• **Work order**:
Starting at the first line of the data below, retype every line up to and including the one containing "pub const DEFAULT_FETCH_CONCURRENCY: usize".

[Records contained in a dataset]
%%

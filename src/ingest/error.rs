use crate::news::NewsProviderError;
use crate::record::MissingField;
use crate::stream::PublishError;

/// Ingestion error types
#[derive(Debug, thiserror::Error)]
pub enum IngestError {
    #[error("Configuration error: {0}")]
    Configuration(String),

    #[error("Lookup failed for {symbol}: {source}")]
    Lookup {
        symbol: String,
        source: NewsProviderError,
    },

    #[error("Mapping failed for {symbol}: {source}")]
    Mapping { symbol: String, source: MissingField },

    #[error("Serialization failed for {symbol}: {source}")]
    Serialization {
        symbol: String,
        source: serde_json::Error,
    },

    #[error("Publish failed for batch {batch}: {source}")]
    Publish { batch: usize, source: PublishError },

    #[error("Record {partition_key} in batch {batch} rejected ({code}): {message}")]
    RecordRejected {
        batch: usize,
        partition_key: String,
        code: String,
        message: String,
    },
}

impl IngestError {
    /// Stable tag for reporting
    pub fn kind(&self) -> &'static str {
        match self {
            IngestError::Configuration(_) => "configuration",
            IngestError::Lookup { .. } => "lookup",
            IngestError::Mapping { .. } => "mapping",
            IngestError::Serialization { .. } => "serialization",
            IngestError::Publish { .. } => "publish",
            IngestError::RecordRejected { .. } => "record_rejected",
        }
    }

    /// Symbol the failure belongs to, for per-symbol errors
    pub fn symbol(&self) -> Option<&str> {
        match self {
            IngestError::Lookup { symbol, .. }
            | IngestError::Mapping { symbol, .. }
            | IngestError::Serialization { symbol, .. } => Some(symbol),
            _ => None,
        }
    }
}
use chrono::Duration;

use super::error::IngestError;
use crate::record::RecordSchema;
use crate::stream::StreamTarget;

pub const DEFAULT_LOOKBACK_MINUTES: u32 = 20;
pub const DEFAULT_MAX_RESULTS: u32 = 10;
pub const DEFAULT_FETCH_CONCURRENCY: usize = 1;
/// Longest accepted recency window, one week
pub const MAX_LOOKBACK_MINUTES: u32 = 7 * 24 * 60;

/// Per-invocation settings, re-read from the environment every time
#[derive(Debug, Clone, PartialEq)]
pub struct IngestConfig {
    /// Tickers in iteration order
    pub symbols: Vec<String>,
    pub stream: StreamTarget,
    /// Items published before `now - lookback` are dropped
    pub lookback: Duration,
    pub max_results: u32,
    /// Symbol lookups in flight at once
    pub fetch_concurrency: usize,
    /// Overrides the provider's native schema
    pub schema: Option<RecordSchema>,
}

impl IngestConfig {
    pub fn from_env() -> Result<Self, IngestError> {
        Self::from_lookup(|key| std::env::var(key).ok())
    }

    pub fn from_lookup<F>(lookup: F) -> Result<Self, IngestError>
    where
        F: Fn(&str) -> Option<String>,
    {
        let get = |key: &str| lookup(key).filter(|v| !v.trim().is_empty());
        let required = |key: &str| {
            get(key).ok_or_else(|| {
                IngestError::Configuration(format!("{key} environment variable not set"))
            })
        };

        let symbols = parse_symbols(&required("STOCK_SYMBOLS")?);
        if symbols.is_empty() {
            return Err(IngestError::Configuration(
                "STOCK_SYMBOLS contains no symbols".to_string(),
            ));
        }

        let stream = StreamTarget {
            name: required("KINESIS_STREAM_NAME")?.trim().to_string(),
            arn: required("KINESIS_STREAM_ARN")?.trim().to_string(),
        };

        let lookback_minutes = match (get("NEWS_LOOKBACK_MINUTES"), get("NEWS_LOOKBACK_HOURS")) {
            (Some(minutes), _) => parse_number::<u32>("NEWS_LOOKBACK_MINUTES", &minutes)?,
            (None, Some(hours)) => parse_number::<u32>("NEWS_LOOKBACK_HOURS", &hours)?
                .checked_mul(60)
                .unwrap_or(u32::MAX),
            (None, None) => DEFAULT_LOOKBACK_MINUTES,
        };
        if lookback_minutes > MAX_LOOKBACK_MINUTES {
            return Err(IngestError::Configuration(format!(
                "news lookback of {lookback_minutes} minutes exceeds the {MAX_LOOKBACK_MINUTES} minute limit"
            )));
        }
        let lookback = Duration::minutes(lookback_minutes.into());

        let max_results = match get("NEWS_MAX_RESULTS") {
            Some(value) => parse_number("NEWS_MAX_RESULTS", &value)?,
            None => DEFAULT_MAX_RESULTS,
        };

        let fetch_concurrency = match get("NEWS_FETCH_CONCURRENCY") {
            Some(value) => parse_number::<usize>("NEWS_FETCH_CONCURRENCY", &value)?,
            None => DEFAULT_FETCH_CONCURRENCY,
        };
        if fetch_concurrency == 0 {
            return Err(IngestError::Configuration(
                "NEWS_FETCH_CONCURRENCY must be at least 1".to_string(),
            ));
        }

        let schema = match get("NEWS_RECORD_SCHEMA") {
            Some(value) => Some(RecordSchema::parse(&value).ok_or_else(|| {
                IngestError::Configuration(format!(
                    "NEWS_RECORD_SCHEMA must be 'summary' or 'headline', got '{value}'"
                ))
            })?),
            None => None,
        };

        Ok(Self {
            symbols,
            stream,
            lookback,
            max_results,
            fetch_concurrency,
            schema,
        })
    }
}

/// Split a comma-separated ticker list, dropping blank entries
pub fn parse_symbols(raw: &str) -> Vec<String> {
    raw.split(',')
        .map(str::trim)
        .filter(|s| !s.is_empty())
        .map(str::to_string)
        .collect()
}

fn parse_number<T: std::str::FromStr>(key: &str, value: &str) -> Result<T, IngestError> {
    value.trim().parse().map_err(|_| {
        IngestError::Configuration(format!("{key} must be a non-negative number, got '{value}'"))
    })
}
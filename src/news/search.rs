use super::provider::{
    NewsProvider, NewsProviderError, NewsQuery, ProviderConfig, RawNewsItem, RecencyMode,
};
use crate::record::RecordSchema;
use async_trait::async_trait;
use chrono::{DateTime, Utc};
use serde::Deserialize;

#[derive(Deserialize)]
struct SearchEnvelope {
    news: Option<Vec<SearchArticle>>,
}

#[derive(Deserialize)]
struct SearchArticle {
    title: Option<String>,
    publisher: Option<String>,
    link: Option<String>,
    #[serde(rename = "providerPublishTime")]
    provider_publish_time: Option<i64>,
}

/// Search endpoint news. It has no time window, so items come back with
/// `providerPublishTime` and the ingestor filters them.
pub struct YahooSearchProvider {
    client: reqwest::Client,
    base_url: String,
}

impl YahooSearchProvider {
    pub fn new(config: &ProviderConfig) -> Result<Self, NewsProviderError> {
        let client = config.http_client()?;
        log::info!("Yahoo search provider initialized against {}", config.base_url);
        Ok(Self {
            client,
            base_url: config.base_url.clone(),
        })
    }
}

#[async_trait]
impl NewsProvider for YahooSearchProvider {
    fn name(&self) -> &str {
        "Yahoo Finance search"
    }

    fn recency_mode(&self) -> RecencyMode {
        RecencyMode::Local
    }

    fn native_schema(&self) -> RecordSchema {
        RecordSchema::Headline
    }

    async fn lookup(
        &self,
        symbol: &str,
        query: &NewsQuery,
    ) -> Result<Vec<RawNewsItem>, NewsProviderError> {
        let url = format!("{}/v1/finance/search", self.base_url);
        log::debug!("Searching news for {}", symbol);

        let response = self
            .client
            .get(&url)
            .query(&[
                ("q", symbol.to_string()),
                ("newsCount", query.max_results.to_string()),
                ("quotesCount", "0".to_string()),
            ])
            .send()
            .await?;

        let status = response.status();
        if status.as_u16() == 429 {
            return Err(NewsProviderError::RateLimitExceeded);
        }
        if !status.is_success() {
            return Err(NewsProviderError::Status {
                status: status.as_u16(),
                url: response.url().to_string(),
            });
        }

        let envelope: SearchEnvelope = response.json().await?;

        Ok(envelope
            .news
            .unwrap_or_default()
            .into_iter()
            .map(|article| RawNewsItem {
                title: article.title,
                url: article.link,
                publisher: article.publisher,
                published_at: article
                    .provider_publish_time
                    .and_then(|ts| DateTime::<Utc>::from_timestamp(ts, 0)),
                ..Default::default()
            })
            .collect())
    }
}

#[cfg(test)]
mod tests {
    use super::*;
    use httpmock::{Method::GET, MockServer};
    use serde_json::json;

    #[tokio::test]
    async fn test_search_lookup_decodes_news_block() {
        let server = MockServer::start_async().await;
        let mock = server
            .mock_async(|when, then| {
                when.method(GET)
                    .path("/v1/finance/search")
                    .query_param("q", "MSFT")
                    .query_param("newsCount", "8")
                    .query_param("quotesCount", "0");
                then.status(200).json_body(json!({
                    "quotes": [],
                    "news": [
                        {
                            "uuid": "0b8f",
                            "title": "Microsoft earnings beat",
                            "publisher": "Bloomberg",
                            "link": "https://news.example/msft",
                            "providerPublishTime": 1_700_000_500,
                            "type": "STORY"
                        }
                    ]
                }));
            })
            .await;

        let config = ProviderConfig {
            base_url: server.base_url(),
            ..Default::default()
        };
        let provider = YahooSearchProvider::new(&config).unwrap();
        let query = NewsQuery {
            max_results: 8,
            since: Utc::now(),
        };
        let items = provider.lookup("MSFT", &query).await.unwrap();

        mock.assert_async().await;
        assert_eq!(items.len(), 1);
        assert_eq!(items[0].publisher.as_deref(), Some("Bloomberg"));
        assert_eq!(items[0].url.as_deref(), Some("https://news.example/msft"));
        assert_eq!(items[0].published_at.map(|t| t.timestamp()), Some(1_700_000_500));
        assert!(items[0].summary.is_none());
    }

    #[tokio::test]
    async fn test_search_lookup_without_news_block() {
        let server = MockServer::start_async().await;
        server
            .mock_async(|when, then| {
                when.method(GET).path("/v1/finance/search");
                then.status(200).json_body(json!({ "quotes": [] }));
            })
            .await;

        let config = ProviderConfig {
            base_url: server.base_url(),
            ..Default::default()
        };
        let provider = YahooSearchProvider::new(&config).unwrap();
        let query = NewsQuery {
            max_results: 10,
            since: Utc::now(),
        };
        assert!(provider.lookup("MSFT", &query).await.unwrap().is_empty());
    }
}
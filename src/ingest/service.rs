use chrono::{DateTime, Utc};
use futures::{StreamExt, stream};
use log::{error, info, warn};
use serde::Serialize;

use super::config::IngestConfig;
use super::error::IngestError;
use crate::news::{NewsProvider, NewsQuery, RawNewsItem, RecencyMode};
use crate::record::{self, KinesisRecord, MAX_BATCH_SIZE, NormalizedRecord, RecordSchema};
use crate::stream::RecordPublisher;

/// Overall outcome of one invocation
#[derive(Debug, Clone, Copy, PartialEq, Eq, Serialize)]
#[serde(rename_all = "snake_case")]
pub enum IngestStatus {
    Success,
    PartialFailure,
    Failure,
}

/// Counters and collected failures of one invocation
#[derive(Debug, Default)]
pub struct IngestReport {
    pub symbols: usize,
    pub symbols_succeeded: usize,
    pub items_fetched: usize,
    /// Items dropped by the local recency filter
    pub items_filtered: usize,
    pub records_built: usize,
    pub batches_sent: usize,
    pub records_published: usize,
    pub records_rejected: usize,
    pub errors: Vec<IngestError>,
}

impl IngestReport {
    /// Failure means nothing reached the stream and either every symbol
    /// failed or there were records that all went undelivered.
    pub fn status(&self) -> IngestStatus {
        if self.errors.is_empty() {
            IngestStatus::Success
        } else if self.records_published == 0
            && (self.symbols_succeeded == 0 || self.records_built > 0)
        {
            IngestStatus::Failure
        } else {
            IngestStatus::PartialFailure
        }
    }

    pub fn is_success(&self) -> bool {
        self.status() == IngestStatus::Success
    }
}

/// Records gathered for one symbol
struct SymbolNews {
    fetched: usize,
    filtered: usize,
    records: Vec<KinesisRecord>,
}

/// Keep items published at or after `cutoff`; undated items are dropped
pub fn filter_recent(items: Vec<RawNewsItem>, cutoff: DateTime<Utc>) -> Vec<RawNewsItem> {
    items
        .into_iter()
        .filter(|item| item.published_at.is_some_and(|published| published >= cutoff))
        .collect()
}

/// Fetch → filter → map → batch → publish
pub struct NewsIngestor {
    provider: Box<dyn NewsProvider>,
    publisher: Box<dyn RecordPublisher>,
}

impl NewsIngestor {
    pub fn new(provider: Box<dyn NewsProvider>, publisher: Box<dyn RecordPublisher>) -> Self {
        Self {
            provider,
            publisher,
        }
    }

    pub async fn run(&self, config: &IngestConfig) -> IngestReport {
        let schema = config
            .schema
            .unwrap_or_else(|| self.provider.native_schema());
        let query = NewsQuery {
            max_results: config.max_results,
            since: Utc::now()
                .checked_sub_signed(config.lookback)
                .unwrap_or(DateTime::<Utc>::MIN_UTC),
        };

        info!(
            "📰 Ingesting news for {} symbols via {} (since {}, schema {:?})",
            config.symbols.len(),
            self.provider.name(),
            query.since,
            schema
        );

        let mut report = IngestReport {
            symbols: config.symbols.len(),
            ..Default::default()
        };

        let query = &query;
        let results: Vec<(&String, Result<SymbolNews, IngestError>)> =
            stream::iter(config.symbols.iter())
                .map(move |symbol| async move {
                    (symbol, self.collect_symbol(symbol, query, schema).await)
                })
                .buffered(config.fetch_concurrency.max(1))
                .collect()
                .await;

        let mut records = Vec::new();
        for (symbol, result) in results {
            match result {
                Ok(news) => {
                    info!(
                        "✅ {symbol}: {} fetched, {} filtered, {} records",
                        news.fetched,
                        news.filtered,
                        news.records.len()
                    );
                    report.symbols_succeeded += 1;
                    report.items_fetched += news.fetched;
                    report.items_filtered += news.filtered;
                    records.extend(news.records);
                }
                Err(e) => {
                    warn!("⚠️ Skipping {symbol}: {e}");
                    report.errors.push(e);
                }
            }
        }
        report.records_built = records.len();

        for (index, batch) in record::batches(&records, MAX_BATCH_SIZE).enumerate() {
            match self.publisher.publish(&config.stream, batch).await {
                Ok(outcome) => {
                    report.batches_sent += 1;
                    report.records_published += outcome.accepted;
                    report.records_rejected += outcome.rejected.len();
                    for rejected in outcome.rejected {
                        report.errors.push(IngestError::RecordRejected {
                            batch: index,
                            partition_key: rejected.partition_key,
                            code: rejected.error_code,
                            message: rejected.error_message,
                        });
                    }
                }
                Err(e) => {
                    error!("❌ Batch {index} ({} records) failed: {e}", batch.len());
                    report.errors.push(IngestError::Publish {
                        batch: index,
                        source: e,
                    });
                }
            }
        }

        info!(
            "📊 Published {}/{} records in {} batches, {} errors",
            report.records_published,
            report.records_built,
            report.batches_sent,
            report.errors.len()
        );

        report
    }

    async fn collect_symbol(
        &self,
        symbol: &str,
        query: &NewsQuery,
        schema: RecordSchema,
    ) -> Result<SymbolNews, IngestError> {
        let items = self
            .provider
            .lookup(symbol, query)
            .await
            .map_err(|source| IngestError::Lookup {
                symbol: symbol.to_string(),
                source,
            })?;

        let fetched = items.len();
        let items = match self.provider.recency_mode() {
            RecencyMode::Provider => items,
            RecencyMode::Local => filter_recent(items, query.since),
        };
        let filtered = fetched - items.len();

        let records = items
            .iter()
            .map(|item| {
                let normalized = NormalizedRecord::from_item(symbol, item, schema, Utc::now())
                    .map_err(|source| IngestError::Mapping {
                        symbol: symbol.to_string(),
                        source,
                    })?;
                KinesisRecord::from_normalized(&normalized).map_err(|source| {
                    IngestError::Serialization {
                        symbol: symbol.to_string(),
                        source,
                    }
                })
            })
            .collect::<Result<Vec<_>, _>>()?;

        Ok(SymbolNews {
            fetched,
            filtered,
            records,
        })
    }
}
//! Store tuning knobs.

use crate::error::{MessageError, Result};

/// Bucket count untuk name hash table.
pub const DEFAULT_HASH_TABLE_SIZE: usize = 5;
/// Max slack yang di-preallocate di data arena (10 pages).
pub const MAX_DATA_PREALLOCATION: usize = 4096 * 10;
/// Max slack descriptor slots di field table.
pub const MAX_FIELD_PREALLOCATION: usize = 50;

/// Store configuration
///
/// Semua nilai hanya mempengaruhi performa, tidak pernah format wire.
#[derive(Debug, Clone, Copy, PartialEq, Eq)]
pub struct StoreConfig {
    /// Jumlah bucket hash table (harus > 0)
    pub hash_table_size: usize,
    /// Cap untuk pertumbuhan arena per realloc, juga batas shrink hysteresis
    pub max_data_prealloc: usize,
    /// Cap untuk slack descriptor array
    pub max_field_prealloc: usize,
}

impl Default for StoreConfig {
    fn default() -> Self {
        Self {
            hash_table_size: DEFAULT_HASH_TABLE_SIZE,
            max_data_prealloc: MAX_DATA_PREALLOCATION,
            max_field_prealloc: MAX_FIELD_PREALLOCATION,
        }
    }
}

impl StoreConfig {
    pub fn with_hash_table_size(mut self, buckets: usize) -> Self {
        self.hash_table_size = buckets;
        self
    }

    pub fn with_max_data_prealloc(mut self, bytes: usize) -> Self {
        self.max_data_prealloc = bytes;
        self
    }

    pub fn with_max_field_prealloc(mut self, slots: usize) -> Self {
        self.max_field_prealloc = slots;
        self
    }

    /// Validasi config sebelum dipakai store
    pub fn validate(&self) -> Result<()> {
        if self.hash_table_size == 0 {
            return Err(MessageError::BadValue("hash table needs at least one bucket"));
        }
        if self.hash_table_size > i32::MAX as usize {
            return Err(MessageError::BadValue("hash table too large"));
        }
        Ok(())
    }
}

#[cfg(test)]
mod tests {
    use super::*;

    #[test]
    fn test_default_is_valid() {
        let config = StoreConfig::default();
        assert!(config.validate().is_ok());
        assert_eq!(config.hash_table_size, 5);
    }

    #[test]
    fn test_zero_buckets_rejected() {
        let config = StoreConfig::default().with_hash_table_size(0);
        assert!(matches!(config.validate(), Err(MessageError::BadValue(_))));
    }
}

%%

• **Result**:
filename src/ingest/error.rs
use crate::news::NewsProviderError;
use crate::record::MissingField;
use crate::stream::PublishError;

/// Ingestion error types
#[derive(Debug, thiserror::Error)]
pub enum IngestError {
    #[error("Configuration error: {0}")]
    Configuration(String),

    #[error("Lookup failed for {symbol}: {source}")]
    Lookup {
        symbol: String,
        source: NewsProviderError,
    },

    #[error("Mapping failed for {symbol}: {source}")]
    Mapping { symbol: String, source: MissingField },

    #[error("Serialization failed for {symbol}: {source}")]
    Serialization {
        symbol: String,
        source: serde_json::Error,
    },

    #[error("Publish failed for batch {batch}: {source}")]
    Publish { batch: usize, source: PublishError },

    #[error("Record {partition_key} in batch {batch} rejected ({code}): {message}")]
    RecordRejected {
        batch: usize,
        partition_key: String,
        code: String,
        message: String,
    },
}

impl IngestError {
    /// Stable tag for reporting
    pub fn kind(&self) -> &'static str {
        match self {
            IngestError::Configuration(_) => "configuration",
            IngestError::Lookup { .. } => "lookup",
            IngestError::Mapping { .. } => "mapping",
            IngestError::Serialization { .. } => "serialization",
            IngestError::Publish { .. } => "publish",
            IngestError::RecordRejected { .. } => "record_rejected",
        }
    }

    /// Symbol the failure belongs to, for per-symbol errors
    pub fn symbol(&self) -> Option<&str> {
        match self {
            IngestError::Lookup { symbol, .. }
            | IngestError::Mapping { symbol, .. }
            | IngestError::Serialization { symbol, .. } => Some(symbol),
            _ => None,
        }
    }
}
use chrono::Duration;

use super::error::IngestError;
use crate::record::RecordSchema;
use crate::stream::StreamTarget;

pub const DEFAULT_LOOKBACK_MINUTES: u32 = 20;
pub const DEFAULT_MAX_RESULTS: u32 = 10;
pub const DEFAULT_FETCH_CONCURRENCY: usize = 1;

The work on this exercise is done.